Minho, being the shank that he so clearly was, had elected not to go anywhere. Aris grinned when he thought Thomas couldn't see, climbing his chosen tree for the night with a vigour he hadn't shown since…. Well Thomas couldn't remember. A day in the Arena felt like a week. Hours blurred and stretched like elastic and he could feel the air tense and threatening to snap at any given moment.
He gave Aris the sleeping bag and the big pack and the rope. Minho didn't take his own tree. Without any sort of explanation he followed Aris up the trunk, muttering under his breath things that sounded an awful lot like "Hurry up shuckface." and "Some time today would be nice."
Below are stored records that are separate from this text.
//! Account registry: the pool of publishing accounts and their state
//!
//! The registry is shared between the operator (adding accounts, toggling
//! eligibility, logging in) and the orchestrator (listing and selecting).
//! Every mutation is applied and persisted under one write lock, so readers
//! never observe a state that differs from what is on disk.

use rand::seq::SliceRandom;
use rand::Rng;
use serde::{Deserialize, Serialize};
use std::path::{Path, PathBuf};
use std::sync::{Arc, PoisonError, RwLock, RwLockReadGuard};

use crate::error::{AccountError, AutopostError, Result};
use crate::types::{Account, Eligibility, ProxySpec, SessionValidity};

const MAX_NAME_LEN: usize = 64;

/// Account state persisted to TOML
#[derive(Debug, Clone, Serialize, Deserialize, Default)]
pub struct AccountState {
    #[serde(default)]
    pub accounts: Vec<Account>,
}

impl AccountState {
    fn find_mut(&mut self, id: &str) -> Result<&mut Account> {
        self.accounts
            .iter_mut()
            .find(|a| a.id == id)
            .ok_or_else(|| AccountError::NotFound(id.to_string()).into())
    }
}

/// Thread-safe account registry, optionally backed by a state file
#[derive(Clone)]
pub struct AccountRegistry {
    state_file: Option<PathBuf>,
    state: Arc<RwLock<AccountState>>,
}

impl AccountRegistry {
    /// Open the registry at `state_file`, creating it lazily on first write
    ///
    /// A corrupted file is logged and replaced by an empty registry on the
    /// next write.
    pub fn with_path(state_file: PathBuf) -> Result<Self> {
        let state = load_state(&state_file)?;
        Ok(Self {
            state_file: Some(state_file),
            state: Arc::new(RwLock::new(state)),
        })
    }

    /// Registry that lives only in memory
    pub fn in_memory(accounts: Vec<Account>) -> Self {
        Self {
            state_file: None,
            state: Arc::new(RwLock::new(AccountState { accounts })),
        }
    }

    pub fn validate_display_name(name: &str) -> Result<()> {
        let trimmed = name.trim();
        if trimmed.is_empty() {
            return Err(AccountError::InvalidName("Account name cannot be empty".to_string()).into());
        }
        if trimmed.chars().count() > MAX_NAME_LEN {
            return Err(AccountError::InvalidName(format!(
                "Account name too long: {} characters (max {})",
                trimmed.chars().count(),
                MAX_NAME_LEN
            ))
            .into());
        }
        if trimmed.chars().any(char::is_control) {
            return Err(AccountError::InvalidName(
                "Account name cannot contain control characters".to_string(),
            )
            .into());
        }
        Ok(())
    }

    fn read(&self) -> RwLockReadGuard<'_, AccountState> {
        self.state.read().unwrap_or_else(PoisonError::into_inner)
    }

    /// Apply `f` and persist the result while holding the write lock
    fn mutate<T>(&self, f: impl FnOnce(&mut AccountState) -> Result<T>) -> Result<T> {
        let mut state = self.state.write().unwrap_or_else(PoisonError::into_inner);
        let out = f(&mut state)?;
        if let Some(path) = &self.state_file {
            save_state(path, &state)?;
        }
        Ok(out)
    }

    pub fn list(&self) -> Vec<Account> {
        self.read().accounts.clone()
    }

    pub fn get(&self, id: &str) -> Result<Account> {
        self.read()
            .accounts
            .iter()
            .find(|a| a.id == id)
            .cloned()
            .ok_or_else(|| AccountError::NotFound(id.to_string()).into())
    }

    /// Accounts with `eligibility == active`; an empty result is not an error
    pub fn list_eligible(&self) -> Vec<Account> {
        self.read()
            .accounts
            .iter()
            .filter(|a| a.is_eligible())
            .cloned()
            .collect()
    }

    /// Uniform random choice among `eligible`
    pub fn select<R: Rng + ?Sized>(&self, eligible: &[Account], rng: &mut R) -> Result<Account> {
        eligible
            .choose(rng)
            .cloned()
            .ok_or(AutopostError::NoEligibleAccount)
    }

    /// Register a new account; it starts as `needs_login` with an expired session
    pub fn add_account(&self, display_name: &str, proxy: Option<ProxySpec>) -> Result<Account> {
        Self::validate_display_name(display_name)?;
        let account = Account::new(display_name.trim().to_string(), proxy);
        let added = account.clone();
        self.mutate(move |state| {
            state.accounts.push(account);
            Ok(())
        })?;
        tracing::info!(account_id = %added.id, name = %added.display_name, "Account added");
        Ok(added)
    }

    /// Insert or replace an account as-is
    pub fn insert(&self, account: Account) -> Result<()> {
        self.mutate(move |state| {
            match state.accounts.iter_mut().find(|a| a.id == account.id) {
                Some(existing) => *existing = account,
                None => state.accounts.push(account),
            }
            Ok(())
        })
    }

    pub fn remove_account(&self, id: &str) -> Result<Account> {
        let removed = self.mutate(|state| {
            let index = state
                .accounts
                .iter()
                .position(|a| a.id == id)
                .ok_or_else(|| AutopostError::from(AccountError::NotFound(id.to_string())))?;
            Ok(state.accounts.remove(index))
        })?;
        tracing::info!(account_id = %id, "Account removed");
        Ok(removed)
    }

    /// Idempotent
    pub fn set_eligibility(&self, id: &str, value: Eligibility) -> Result<()> {
        self.mutate(|state| {
            state.find_mut(id)?.eligibility = value;
            Ok(())
        })?;
        tracing::debug!(account_id = %id, eligibility = %value, "Eligibility updated");
        Ok(())
    }

    /// Idempotent
    pub fn set_session_validity(&self, id: &str, value: SessionValidity) -> Result<()> {
        self.mutate(|state| {
            state.find_mut(id)?.session_validity = value;
            Ok(())
        })?;
        tracing::debug!(account_id = %id, session = %value, "Session validity updated");
        Ok(())
    }

    pub fn set_proxy(&self, id: &str, proxy: Option<ProxySpec>) -> Result<()> {
        self.mutate(|state| {
            state.find_mut(id)?.proxy = proxy;
            Ok(())
        })
    }

    /// Record a publish attempt at `timestamp`
    pub fn touch(&self, id: &str, timestamp: i64) -> Result<()> {
        self.mutate(|state| {
            state.find_mut(id)?.last_active = Some(timestamp);
            Ok(())
        })
    }
}

fn load_state(path: &Path) -> Result<AccountState> {
    if !path.exists() {
        return Ok(AccountState::default());
    }

    let content = std::fs::read_to_string(path)
        .map_err(|e| AccountError::StateFile(format!("Failed to read state file: {}", e)))?;

    match toml::from_str::<AccountState>(&content) {
        Ok(state) => Ok(state),
        Err(e) => {
            tracing::warn!("Corrupted account state file, using defaults: {}", e);
            Ok(AccountState::default())
        }
    }
}

/// Write via a sibling temp file and rename so a crash never truncates the registry
fn save_state(path: &Path, state: &AccountState) -> Result<()> {
    if let Some(parent) = path.parent() {
        std::fs::create_dir_all(parent)
            .map_err(|e| AccountError::StateFile(format!("Failed to create directory: {}", e)))?;
    }

    let content = toml::to_string_pretty(state)
        .map_err(|e| AccountError::StateFile(format!("Failed to serialize state: {}", e)))?;

    let tmp = path.with_extension("toml.tmp");
    std::fs::write(&tmp, content)
        .map_err(|e| AccountError::StateFile(format!("Failed to write state file: {}", e)))?;

    // Proxy passwords live in this file
    #[cfg(unix)]
    {
        use std::os::unix::fs::PermissionsExt;
        std::fs::set_permissions(&tmp, std::fs::Permissions::from_mode(0o600))
            .map_err(|e| AccountError::StateFile(format!("Failed to set permissions: {}", e)))?;
    }

    std::fs::rename(&tmp, path)
        .map_err(|e| AccountError::StateFile(format!("Failed to replace state file: {}", e)))?;
    Ok(())
}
And Thomas… Thomas scouted the thick brush that wound between two very closely growing trees, finding a spot that seemed semi-sheltered to lay Newt down. They'd be utterly screwed if anyone came along but it was the very best he could do. It wasn't like he could drag him unconscious into the high branches where they'd be safer.
He didn't want to think about the fact that when the screaming and the thrashing started Newt would be in danger of knocking them both from their perch. Newt was already tossing and turning, albeit in small and tired movements. His skin was hot to the touch and his voice whimpered and murmured in ways that wrenched at Thomas's heart. Thomas did his best to pour water from their water bottle down his throat, thankful that Newt simply let him.
He put the pack on despite how uncomfortable it would be to sleep. If they were discovered they might need to move fast and…
No.
Don't think about right now.
Focus on Newt.
Get him through the night.
He settled on his side behind the whimpering blonde, curling an arm around Newt's slim waist and tucking the other under his neck, clutching his bow. He pulled him close, the heat rolling from him warding off the icy night air. And despite how that felt he wished it wasn't so.
He pressed a worried kiss to the back of Newt's neck and closed his eyes, trying to steady his breathing. It might have been wishful thinking, because Newt wasn't supposed to be alert by now, but Thomas was almost certain that Newt pressed closer to him for comfort. He stroked the damp blonde hair and whispered soothing sounds against Newt's skin.
Thomas slid into an uneasy limbo. Not quite awake and yet not fully asleep he was plagued by shadows and frightening unseen monsters, far away voices screaming and shrieking. An uneasy and slimy feeling slithered around his insides, giving him goosebumps and the making the hair the back of his neck stand to attention.